### Problem requirements
Reproduce exactly the lines below, from the first through the one containing "use std::sync::Arc;", and nothing more.
::: Data under study
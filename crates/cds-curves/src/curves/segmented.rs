//! Segmented curve implementation.
//!
//! A `SegmentedCurve` combines multiple curve segments, each with its own
//! source and interpolation method. This enables different interpolation
//! for short, medium, and long tenors.

use std::sync::Arc;

use cds_core::types::Date;

use crate::error::{CurveError, CurveResult};
use crate::term_structure::{CurveRef, TermStructure};
use crate::value_type::ValueType;
use crate::curves::{CurveTransform, DelegationFallback};

/// Source of data for a curve segment.
#[derive(Clone)]
pub enum SegmentSource {
    /// Direct point data.
    Discrete {
        /// Tenors in years.
        tenors: Vec<f64>,
        /// Values at each tenor.
        values: Vec<f64>,
    },

    /// Delegate to another curve.
    Delegated {
        /// The curve to delegate to.
        curve: CurveRef,
        /// Fallback behavior.
        fallback: DelegationFallback,
    },

    /// Derived from a base curve with transformation.
    Derived {
        /// Base curve.
        base: CurveRef,
        /// Transformation to apply.
        transform: CurveTransform,
    },
}

impl std::fmt::Debug for SegmentSource {
    fn fmt(&self, f: &mut std::fmt::Formatter<'_>) -> std::fmt::Result {
        match self {
            SegmentSource::Discrete { tenors, values } => {
                f.debug_struct("Discrete")
                    .field("n_points", &tenors.len())
                    .field("tenor_range", &(tenors.first(), tenors.last()))
                    .finish()
            }
            SegmentSource::Delegated { fallback, .. } => {
                f.debug_struct("Delegated")
                    .field("fallback", fallback)
                    .finish()
            }
            SegmentSource::Derived { transform, .. } => {
                f.debug_struct("Derived")
                    .field("transform", transform)
                    .finish()
            }
        }
    }
}

/// A segment of a curve with its own source and tenor range.
#[derive(Clone)]
pub struct CurveSegment {
    /// Start of the segment (inclusive).
    pub start: f64,
    /// End of the segment (exclusive, or None for infinity).
    pub end: Option<f64>,
    /// Source of data for this segment.
    source: SegmentSource,
    /// Pre-computed curve for this segment.
    curve: CurveRef,
}

impl std::fmt::Debug for CurveSegment {
    fn fmt(&self, f: &mut std::fmt::Formatter<'_>) -> std::fmt::Result {
        f.debug_struct("CurveSegment")
            .field("start", &self.start)
            .field("end", &self.end)
            .field("source", &self.source)
            .finish()
    }
}

impl CurveSegment {
    /// Creates a new curve segment.
    pub fn new(
        start: f64,
        end: Option<f64>,
        source: SegmentSource,
        curve: CurveRef,
    ) -> Self {
        Self {
            start,
            end,
            source,
            curve,
        }
    }

    /// Returns true if this segment covers the given tenor.
    #[must_use]
    pub fn covers(&self, t: f64) -> bool {
        if t < self.start {
            return false;
        }
        match self.end {
            Some(end) => t < end,
            None => true, // Unbounded
        }
    }

    /// Returns the value at the given tenor.
    #[must_use]
    pub fn value_at(&self, t: f64) -> f64 {
        self.curve.value_at(t)
    }

    /// Returns the derivative at the given tenor.
    pub fn derivative_at(&self, t: f64) -> Option<f64> {
        self.curve.derivative_at(t)
    }
}

/// A curve composed of multiple segments with different sources/interpolation.
///
/// This is the most flexible curve type, allowing:
/// - Different interpolation for short, medium, long tenors
/// - Mixing discrete data with delegated curves
/// - Layering transformations at specific tenor ranges
///
/// # Example
///
/// ```rust,ignore
/// let curve = CurveBuilder::rate_curve(today)
///     .segment(0.0..2.0)
///         .discrete_zeros(short_tenors, short_rates, Compounding::Continuous)
///         .interpolate(InterpolationMethod::Linear)
///     .segment(2.0..10.0)
///         .delegate(swap_curve)
///         .interpolate(InterpolationMethod::MonotoneConvex)
///     .segment(10.0..)
///         .delegate(long_curve)
///         .extrapolate(ExtrapolationMethod::FlatForward)
///     .build()?;
/// ```
#[derive(Clone)]
pub struct SegmentedCurve {
    /// Reference date.
    reference_date: Date,
    /// Segments in order by tenor.
    segments: Vec<CurveSegment>,
    /// Overall value type.
    value_type: ValueType,
    /// Minimum tenor across all segments.
    min_tenor: f64,
    /// Maximum tenor across all segments.
    max_tenor: f64,
}

impl std::fmt::Debug for SegmentedCurve {
    fn fmt(&self, f: &mut std::fmt::Formatter<'_>) -> std::fmt::Result {
        f.debug_struct("SegmentedCurve")
            .field("reference_date", &self.reference_date)
            .field("n_segments", &self.segments.len())
            .field("min_tenor", &self.min_tenor)
            .field("max_tenor", &self.max_tenor)
            .field("value_type", &self.value_type)
            .finish()
    }
}

impl SegmentedCurve {
    /// Creates a new segmented curve.
    ///
    /// # Arguments
    ///
    /// * `reference_date` - Valuation date
    /// * `segments` - Ordered list of segments (must not overlap)
    /// * `value_type` - What the values represent
    ///
    /// # Errors
    ///
    /// Returns an error if segments overlap or have gaps.
    pub fn new(
        reference_date: Date,
        segments: Vec<CurveSegment>,
        value_type: ValueType,
    ) -> CurveResult<Self> {
        if segments.is_empty() {
            return Err(CurveError::builder_error("At least one segment required"));
        }

        // Validate segments don't overlap and are ordered
        for i in 1..segments.len() {
            let prev_end = segments[i - 1].end;
            let curr_start = segments[i].start;

            match prev_end {
                Some(end) if end > curr_start => {
                    return Err(CurveError::SegmentOverlap { tenor: curr_start });
                }
                Some(end) if end < curr_start => {
                    return Err(CurveError::SegmentGap {
                        from: end,
                        to: curr_start,
                    });
                }
                _ => {}
            }
        }

        let min_tenor = segments[0].start;
        let max_tenor = segments
            .last()
            .and_then(|s| s.end)
            .unwrap_or(100.0); // Default max if unbounded

        Ok(Self {
            reference_date,
            segments,
            value_type,
            min_tenor,
            max_tenor,
        })
    }

    /// Finds the segment covering the given tenor.
    fn find_segment(&self, t: f64) -> Option<&CurveSegment> {
        self.segments.iter().find(|seg| seg.covers(t))
    }

    /// Returns the number of segments.
    #[must_use]
    pub fn num_segments(&self) -> usize {
        self.segments.len()
    }

    /// Returns the segments.
    #[must_use]
    pub fn segments(&self) -> &[CurveSegment] {
        &self.segments
    }
}

impl TermStructure for SegmentedCurve {
    fn reference_date(&self) -> Date {
        self.reference_date
    }

    fn value_at(&self, t: f64) -> f64 {
        match self.find_segment(t) {
            Some(segment) => segment.value_at(t),
            None => {
                // Out of range - use nearest segment
                if t < self.min_tenor {
                    self.segments[0].value_at(self.min_tenor)
                } else {
                    self.segments
                        .last()
                        .map(|s| s.value_at(self.max_tenor))
                        .unwrap_or(f64::NAN)
                }
            }
        }
    }

    fn tenor_bounds(&self) -> (f64, f64) {
        (self.min_tenor, self.max_tenor)
    }

    fn value_type(&self) -> ValueType {
        self.value_type.clone()
    }

    fn derivative_at(&self, t: f64) -> Option<f64> {
        self.find_segment(t)?.derivative_at(t)
    }

    fn max_date(&self) -> Date {
        self.tenor_to_date(self.max_tenor)
    }
}

// Thread safety
unsafe impl Send for SegmentedCurve {}
unsafe impl Sync for SegmentedCurve {}

#[cfg(test)]
mod tests {
    use super::*;
    use crate::curves::DiscreteCurve;
    use crate::InterpolationMethod;
    use approx::assert_relative_eq;
    use cds_core::daycounts::DayCountConvention;
    use crate::compounding::Compounding;

    fn short_segment_curve() -> CurveRef {
        let today = Date::from_ymd(2024, 1, 1).unwrap();
        Arc::new(
            DiscreteCurve::new(
                today,
                vec![0.0, 0.5, 1.0, 2.0],
                vec![0.03, 0.035, 0.04, 0.045],
                ValueType::DiscountFactor,
                InterpolationMethod::Linear,
            )
            .unwrap(),
        )
    }

    fn long_segment_curve() -> CurveRef {
        let today = Date::from_ymd(2024, 1, 1).unwrap();
        Arc::new(
            DiscreteCurve::new(
                today,
                vec![2.0, 5.0, 10.0, 30.0],
                vec![0.045, 0.05, 0.055, 0.06],
                ValueType::DiscountFactor,
                InterpolationMethod::Linear,
            )
            .unwrap(),
        )
    }

    #[test]
    fn test_single_segment() {
        let today = Date::from_ymd(2024, 1, 1).unwrap();
        let curve = short_segment_curve();

        let segment = CurveSegment::new(
            0.0,
            Some(2.0),
            SegmentSource::Discrete {
                tenors: vec![0.0, 2.0],
                values: vec![0.03, 0.045],
            },
            curve,
        );

        let segmented = SegmentedCurve::new(
            today,
            vec![segment],
            ValueType::DiscountFactor,
        )
        .unwrap();

        assert_eq!(segmented.num_segments(), 1);
        assert!(segmented.in_range(1.0));
    }

    #[test]
    fn test_multi_segment() {
        let today = Date::from_ymd(2024, 1, 1).unwrap();

        let short = CurveSegment::new(
            0.0,
            Some(2.0),
            SegmentSource::Discrete {
                tenors: vec![0.0, 2.0],
                values: vec![0.03, 0.045],
            },
            short_segment_curve(),
        );

        let long = CurveSegment::new(
            2.0,
            None,
            SegmentSource::Discrete {
                tenors: vec![2.0, 30.0],
                values: vec![0.045, 0.06],
            },
            long_segment_curve(),
        );

        let segmented = SegmentedCurve::new(
            today,
            vec![short, long],
            ValueType::DiscountFactor,
        )
        .unwrap();

        assert_eq!(segmented.num_segments(), 2);

        // Test value from short segment
        let val_1y = segmented.value_at(1.0);
        assert!(val_1y > 0.0);

        // Test value from long segment
        let val_10y = segmented.value_at(10.0);
        assert_relative_eq!(val_10y, 0.055, epsilon = 1e-10);
    }

    #[test]
    fn test_segment_coverage() {
        let segment = CurveSegment::new(
            2.0,
            Some(10.0),
            SegmentSource::Discrete {
                tenors: vec![],
                values: vec![],
            },
            short_segment_curve(),
        );

        assert!(!segment.covers(1.0));
        assert!(segment.covers(2.0));
        assert!(segment.covers(5.0));
        assert!(!segment.covers(10.0)); // End is exclusive
        assert!(!segment.covers(15.0));
    }

    #[test]
    fn test_unbounded_segment() {
        let segment = CurveSegment::new(
            5.0,
            None, // Unbounded
            SegmentSource::Discrete {
                tenors: vec![],
                values: vec![],
            },
            short_segment_curve(),
        );

        assert!(!segment.covers(4.0));
        assert!(segment.covers(5.0));
        assert!(segment.covers(100.0));
        assert!(segment.covers(1000.0));
    }

    #[test]
    fn test_segment_overlap_error() {
        let today = Date::from_ymd(2024, 1, 1).unwrap();

        let seg1 = CurveSegment::new(
            0.0,
            Some(5.0), // Ends at 5
            SegmentSource::Discrete { tenors: vec![], values: vec![] },
            short_segment_curve(),
        );

        let seg2 = CurveSegment::new(
            3.0, // Starts at 3 - overlaps!
            Some(10.0),
            SegmentSource::Discrete { tenors: vec![], values: vec![] },
            long_segment_curve(),
        );

        let result = SegmentedCurve::new(
            today,
            vec![seg1, seg2],
            ValueType::DiscountFactor,
        );

        assert!(result.is_err());
    }

    #[test]
    fn test_segment_gap_error() {
        let today = Date::from_ymd(2024, 1, 1).unwrap();

        let seg1 = CurveSegment::new(
            0.0,
            Some(2.0), // Ends at 2
            SegmentSource::Discrete { tenors: vec![], values: vec![] },
            short_segment_curve(),
        );

        let seg2 = CurveSegment::new(
            5.0, // Starts at 5 - gap from 2 to 5!
            None,
            SegmentSource::Discrete { tenors: vec![], values: vec![] },
            long_segment_curve(),
        );

        let result = SegmentedCurve::new(
            today,
            vec![seg1, seg2],
            ValueType::DiscountFactor,
        );

        assert!(result.is_err());
    }
}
::::::
### Task solution
filename crates/cds-curves/src/curves/segmented.rs
//! Segmented curve implementation.
//!
//! A `SegmentedCurve` combines multiple curve segments, each with its own
//! source and interpolation method. This enables different interpolation
//! for short, medium, and long tenors.

use std::sync::Arc;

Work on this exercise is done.